### HOW TO COMPLETE THIS TASK:
Retype every entry below without any change.

═════ SUPPLIED RECORDS ═════

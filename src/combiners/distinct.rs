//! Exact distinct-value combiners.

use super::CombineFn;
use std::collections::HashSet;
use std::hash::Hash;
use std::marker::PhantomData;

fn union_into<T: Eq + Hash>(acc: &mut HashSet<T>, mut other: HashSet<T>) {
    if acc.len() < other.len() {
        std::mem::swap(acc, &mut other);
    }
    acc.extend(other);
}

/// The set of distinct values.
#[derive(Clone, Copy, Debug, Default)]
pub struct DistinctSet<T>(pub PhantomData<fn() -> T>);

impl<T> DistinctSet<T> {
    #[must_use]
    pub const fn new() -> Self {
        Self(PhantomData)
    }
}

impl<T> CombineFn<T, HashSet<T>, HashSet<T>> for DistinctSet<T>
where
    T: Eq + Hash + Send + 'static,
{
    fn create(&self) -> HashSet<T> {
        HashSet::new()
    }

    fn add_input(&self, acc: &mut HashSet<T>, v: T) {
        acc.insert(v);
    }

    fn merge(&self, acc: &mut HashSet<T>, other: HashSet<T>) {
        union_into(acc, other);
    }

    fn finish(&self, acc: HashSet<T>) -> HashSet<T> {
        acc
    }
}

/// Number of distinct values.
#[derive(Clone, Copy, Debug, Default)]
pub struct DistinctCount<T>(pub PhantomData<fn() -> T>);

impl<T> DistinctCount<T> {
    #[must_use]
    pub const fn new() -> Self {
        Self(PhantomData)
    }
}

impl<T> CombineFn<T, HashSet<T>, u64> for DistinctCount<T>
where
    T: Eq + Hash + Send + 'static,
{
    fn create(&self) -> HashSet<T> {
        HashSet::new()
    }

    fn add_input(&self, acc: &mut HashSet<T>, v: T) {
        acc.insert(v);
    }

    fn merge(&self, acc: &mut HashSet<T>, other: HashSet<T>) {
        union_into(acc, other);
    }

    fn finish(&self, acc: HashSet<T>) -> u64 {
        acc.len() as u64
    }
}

═════

### RESULT FOR THIS EXERCISE:
filename src/combiners/distinct.rs
//! Exact distinct-value combiners.

use super::CombineFn;
use std::collections::HashSet;
use std::hash::Hash;
use std::marker::PhantomData;

fn union_into<T: Eq + Hash>(acc: &mut HashSet<T>, mut other: HashSet<T>) {
    if acc.len() < other.len() {
        std::mem::swap(acc, &mut other);
    }
    acc.extend(other);
}

/// The set of distinct values.
#[derive(Clone, Copy, Debug, Default)]
pub struct DistinctSet<T>(pub PhantomData<fn() -> T>);

impl<T> DistinctSet<T> {
    #[must_use]
    pub const fn new() -> Self {
        Self(PhantomData)
    }
}

impl<T> CombineFn<T, HashSet<T>, HashSet<T>> for DistinctSet<T>
where
    T: Eq + Hash + Send + 'static,
{
    fn create(&self) -> HashSet<T> {
        HashSet::new()
    }

    fn add_input(&self, acc: &mut HashSet<T>, v: T) {
        acc.insert(v);
    }

    fn merge(&self, acc: &mut HashSet<T>, other: HashSet<T>) {
        union_into(acc, other);
    }

    fn finish(&self, acc: HashSet<T>) -> HashSet<T> {
        acc
    }
}

/// Number of distinct values.
#[derive(Clone, Copy, Debug, Default)]
pub struct DistinctCount<T>(pub PhantomData<fn() -> T>);

impl<T> DistinctCount<T> {
    #[must_use]
    pub const fn new() -> Self {
        Self(PhantomData)
    }
}

impl<T> CombineFn<T, HashSet<T>, u64> for DistinctCount<T>
where
    T: Eq + Hash + Send + 'static,
{
    fn create(&self) -> HashSet<T> {
        HashSet::new()
    }

    fn add_input(&self, acc: &mut HashSet<T>, v: T) {
        acc.insert(v);
    }

    fn merge(&self, acc: &mut HashSet<T>, other: HashSet<T>) {
        union_into(acc, other);
    }

    fn finish(&self, acc: HashSet<T>) -> u64 {
        acc.len() as u64
    }
}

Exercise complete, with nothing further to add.